Ieri il ministro Speranza, illustrando il piano in una riunione a Palazzo Chigi, alla presenza anche del premier Giuseppe Conte, ha spiegato — secondo fonti della maggioranza — che saranno disponibili «202 milioni di dosi di vaccino» anti-Covid dal primo trimestre 2021 e che ogni dose, in base alle conoscenze attuali, «ha bisogno di richiamo e non sappiamo per quanto ci sia immunità». Tra i primi vaccini disponibili ci sarà quello della Pfizer, che arriverà «tra il 23 e il 26 gennaio» e le dosi «andranno ai 300 punti individuati, che sono direttamente gli ospedali». La distribuzione del vaccino sarà interamente statale: la gestione sarà centralizzata e il vaccino sarà distribuito secondo decisioni mediche e scientifiche. Sarà coinvolto l’esercito. Le dosi andranno inizialmente alle categorie più a rischio: personale medico-sanitario e rsa, over-80, poi alla fascia 60/70 anni e a seguire gli altri gruppi, come i lavoratori essenziali, inclusi quelli della scuola. Dopo ci sarà la vaccinazione di massa, saranno usati grandi spazi pubblichi, palestre, fiere. Ci sarà un doppio monitoraggio, con vigilanza sulle vaccinazioni e sorveglianza immunologica. In base al piano non sarà possibile far coincidere l’eventuale terza ondata con la campagna vaccinale, dunque è fondamentale che la curva epidemiologica cali.

La procedura Ue

Dopo il parere dell’Ema seguiranno due fasi «molto importanti», ha spiegato un portavoce della Commissione Ue in conferenza stampa: «Prima c’è la consegna dei vaccini da parte dei produttori agli Stati membri, i cui termini vanno concordati tra gli Stati e i produttori». Una volta consegnate le dosi, «i Paesi Ue potrebbero voler trasportare le dosi dall’hub centrale in altri centri di vaccinazione.
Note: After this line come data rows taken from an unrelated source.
//! Substitution values for masked nodes.
//!
//! Everything here is a pure string transformation. [`TextMask`],
//! [`EmailMask`] and [`CreditCardMask`] also implement [`Replacer`], so they
//! can be plugged straight into [`crate::RedactOptions::with_replacer`].

use std::borrow::Cow;

use serde_json::Value as JsonValue;

use crate::{
    document::Value,
    error::BoxError,
    options::Replacer,
};

/// Default substitution for masked values.
pub const DEFAULT_MASK: &str = "********";

/// Keeps the first character of the local part and the whole domain:
/// `jane@example.com` becomes `j***@example.com`.
///
/// Input without an `@` is replaced by [`DEFAULT_MASK`].
pub fn email_mask(email: &str) -> String {
    let mut parts = email.split('@');
    let user = parts.next().unwrap_or_default();
    match parts.next() {
        Some(domain) if !domain.is_empty() => {
            let first: String = user.chars().take(1).collect();
            format!("{first}***@{domain}")
        }
        _ => DEFAULT_MASK.to_string(),
    }
}

/// Keeps the last four characters: `4111111111111111` becomes
/// `****-****-****-1111`.
pub fn credit_card_mask(card: &str) -> String {
    let chars: Vec<char> = card.chars().collect();
    let tail: String = chars[chars.len().saturating_sub(4)..].iter().collect();
    format!("****-****-****-{tail}")
}

/// A masking strategy for string-like values.
///
/// Keep and mask variants work on Unicode scalar values, not bytes.
#[derive(Clone, Debug)]
pub enum TextMask {
    /// Replace the whole value with a placeholder.
    Full(Cow<'static, str>),
    /// Keep `prefix` leading and `suffix` trailing characters visible and mask
    /// the middle. If the spans cover the value it is returned unchanged.
    Keep {
        prefix: usize,
        suffix: usize,
        mask_char: char,
    },
    /// Mask `prefix` leading and `suffix` trailing characters. If the spans
    /// cover the value it is masked entirely.
    Mask {
        prefix: usize,
        suffix: usize,
        mask_char: char,
    },
}

impl TextMask {
    #[must_use]
    pub fn full<P>(placeholder: P) -> Self
    where
        P: Into<Cow<'static, str>>,
    {
        Self::Full(placeholder.into())
    }

    #[must_use]
    pub fn keep(prefix: usize, suffix: usize) -> Self {
        Self::Keep {
            prefix,
            suffix,
            mask_char: '*',
        }
    }

    #[must_use]
    pub fn keep_first(prefix: usize) -> Self {
        Self::keep(prefix, 0)
    }

    #[must_use]
    pub fn keep_last(suffix: usize) -> Self {
        Self::keep(0, suffix)
    }

    #[must_use]
    pub fn mask(prefix: usize, suffix: usize) -> Self {
        Self::Mask {
            prefix,
            suffix,
            mask_char: '*',
        }
    }

    #[must_use]
    pub fn mask_first(prefix: usize) -> Self {
        Self::mask(prefix, 0)
    }

    #[must_use]
    pub fn mask_last(suffix: usize) -> Self {
        Self::mask(0, suffix)
    }

    /// Overrides the masking character. No effect on [`TextMask::Full`].
    #[must_use]
    pub fn with_mask_char(mut self, mask: char) -> Self {
        match &mut self {
            TextMask::Full(_) => {}
            TextMask::Keep { mask_char, .. } | TextMask::Mask { mask_char, .. } => {
                *mask_char = mask;
            }
        }
        self
    }

    /// Applies the mask. Empty input stays empty for keep and mask variants.
    #[must_use]
    pub fn apply_to(&self, value: &str) -> String {
        match self {
            TextMask::Full(placeholder) => placeholder.clone().into_owned(),
            TextMask::Keep {
                prefix,
                suffix,
                mask_char,
            } => {
                let mut chars: Vec<char> = value.chars().collect();
                let total = chars.len();
                if prefix + suffix < total {
                    chars[*prefix..total - suffix].fill(*mask_char);
                }
                chars.into_iter().collect()
            }
            TextMask::Mask {
                prefix,
                suffix,
                mask_char,
            } => {
                let mut chars: Vec<char> = value.chars().collect();
                let total = chars.len();
                if prefix + suffix >= total {
                    chars.fill(*mask_char);
                } else {
                    chars[..*prefix].fill(*mask_char);
                    chars[total - suffix..].fill(*mask_char);
                }
                chars.into_iter().collect()
            }
        }
    }
}

impl Default for TextMask {
    fn default() -> Self {
        Self::full(DEFAULT_MASK)
    }
}

/// Strings and numbers are masked through their text; other kinds get the
/// placeholder (or [`DEFAULT_MASK`] for keep and mask variants).
impl Replacer for TextMask {
    fn replace(&self, value: &Value, _path: &str) -> Result<JsonValue, BoxError> {
        let text = match (self, value) {
            (_, Value::String(s)) => self.apply_to(s),
            (_, Value::Number(n)) => self.apply_to(&n.to_string()),
            (TextMask::Full(placeholder), _) => placeholder.to_string(),
            _ => DEFAULT_MASK.to_string(),
        };
        Ok(JsonValue::String(text))
    }
}

/// [`Replacer`] applying [`email_mask`] to string values.
#[derive(Clone, Copy, Debug, Default)]
pub struct EmailMask;

impl Replacer for EmailMask {
    fn replace(&self, value: &Value, _path: &str) -> Result<JsonValue, BoxError> {
        let text = value.as_str().map_or_else(|| DEFAULT_MASK.to_string(), email_mask);
        Ok(JsonValue::String(text))
    }
}

/// [`Replacer`] applying [`credit_card_mask`] to string and numeric values.
#[derive(Clone, Copy, Debug, Default)]
pub struct CreditCardMask;

impl Replacer for CreditCardMask {
    fn replace(&self, value: &Value, _path: &str) -> Result<JsonValue, BoxError> {
        let text = match value {
            Value::String(s) => credit_card_mask(s),
            Value::Number(n) => credit_card_mask(&n.to_string()),
            _ => DEFAULT_MASK.to_string(),
        };
        Ok(JsonValue::String(text))
    }
}

#[cfg(test)]
mod tests {
    use serde_json::json;

    use super::{credit_card_mask, email_mask, CreditCardMask, EmailMask, TextMask, DEFAULT_MASK};
    use crate::{document::Value, options::Replacer};

    #[test]
    fn email_keeps_first_letter_and_domain() {
        assert_eq!(email_mask("jane@example.com"), "j***@example.com");
        assert_eq!(email_mask("@example.com"), "***@example.com");
        assert_eq!(email_mask("not-an-email"), DEFAULT_MASK);
        assert_eq!(email_mask("trailing@"), DEFAULT_MASK);
    }

    #[test]
    fn credit_card_keeps_last_four() {
        assert_eq!(credit_card_mask("4111111111111111"), "****-****-****-1111");
        assert_eq!(credit_card_mask("12"), "****-****-****-12");
    }

    #[test]
    fn keep_masks_the_middle() {
        assert_eq!(TextMask::keep_first(2).apply_to("abcdef"), "ab****");
        assert_eq!(TextMask::keep_last(4).apply_to("abcdef"), "**cdef");
        assert_eq!(TextMask::keep(2, 2).apply_to("abcdef"), "ab**ef");
        assert_eq!(TextMask::keep(2, 2).apply_to("abc"), "abc");
        assert_eq!(TextMask::keep_last(4).apply_to(""), "");
    }

    #[test]
    fn mask_masks_the_edges() {
        assert_eq!(TextMask::mask_first(2).apply_to("abcdef"), "**cdef");
        assert_eq!(TextMask::mask_last(3).apply_to("abcdef"), "abc***");
        assert_eq!(TextMask::mask(2, 2).apply_to("abcdef"), "**cd**");
        assert_eq!(TextMask::mask(2, 2).apply_to("abcd"), "****");
        assert_eq!(TextMask::mask_first(2).apply_to(""), "");
    }

    #[test]
    fn mask_char_override() {
        let mask = TextMask::keep_first(2).with_mask_char('#');
        assert_eq!(mask.apply_to("abcdef"), "ab####");
        let full = TextMask::full("[gone]").with_mask_char('#');
        assert_eq!(full.apply_to("abcdef"), "[gone]");
    }

    #[test]
    fn masks_count_scalar_values() {
        assert_eq!(TextMask::keep_first(2).apply_to("秘密数据"), "秘密**");
        assert_eq!(TextMask::keep_last(4).apply_to("secret🔒data"), "*******data");
    }

    #[test]
    fn text_mask_replacer_handles_kinds() {
        let mask = TextMask::keep_last(2);
        assert_eq!(mask.replace(&Value::from("abcd"), "p").unwrap(), json!("**cd"));
        assert_eq!(mask.replace(&Value::from(12345_i64), "p").unwrap(), json!("***45"));
        assert_eq!(mask.replace(&Value::Null, "p").unwrap(), json!(DEFAULT_MASK));

        let full = TextMask::full("[x]");
        assert_eq!(full.replace(&Value::Bool(true), "p").unwrap(), json!("[x]"));
    }

    #[test]
    fn preset_replacers() {
        assert_eq!(
            EmailMask.replace(&Value::from("ann@b.io"), "email").unwrap(),
            json!("a***@b.io")
        );
        assert_eq!(
            EmailMask.replace(&Value::from(5_i64), "email").unwrap(),
            json!(DEFAULT_MASK)
        );
        assert_eq!(
            CreditCardMask
                .replace(&Value::from(4_111_111_111_111_111_u64), "card")
                .unwrap(),
            json!("****-****-****-1111")
        );
    }
}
Questa è responsabilità degli Stati membri». L’autorizzazione all’immissione in commercio di un vaccino è «una decisione che dovrà essere presa d’emergenza», ha proseguito il portavoce. Quindi una volta che l’Ema avrà dato il via libera, la Commissione «farà tutto il possibile per arrivare a una decisione molto rapida», che potrebbe giungere, compresa la consultazione degli Stati membri in comitato, nel giro di un «paio di giorni». I pareri su entrambi i vaccini, ha fatto sapere l’Ema, arriveranno se i dati presentati saranno sufficientemente solidi e completi per dimostrare la qualità, la sicurezza e l’efficacia del vaccino. «Il punto importante è che tutti gli Stati membri avranno un accesso uguale a tutti i vaccini, e saranno gratuiti, perché il vaccino è stato interpretato come un bene comune», ha spiegato Sandra Gallina, direttrice generale per la salute e la sicurezza alimentare della Commissione.

Le linee guida

In attesa della vaccinazione di massa è necessario continuare con le misure di protezione e le precauzioni. «C’è una luce in fondo al tunnel — ha detto la presidente della Commissione Ue, Ursula von der Leyen — ma dobbiamo essere disciplinati fino a che avremo una vaccinazione appropriata». Secondo la presidente «se tutto va bene, i primi cittadini europei potrebbero essere vaccinati prima della fine di dicembre e questo sarebbe un enorme passo verso il ritorno a una vita normale». Oggi la Commissione presenterà le nuove linee guida in vista delle vacanze natalizie. Secondo una bozza, Bruxelles sconsiglierà cerimonie religiose affollate e raccomanderà di prolungare le vacanze scolastiche per evitare l’insorgere di focolai nelle classi.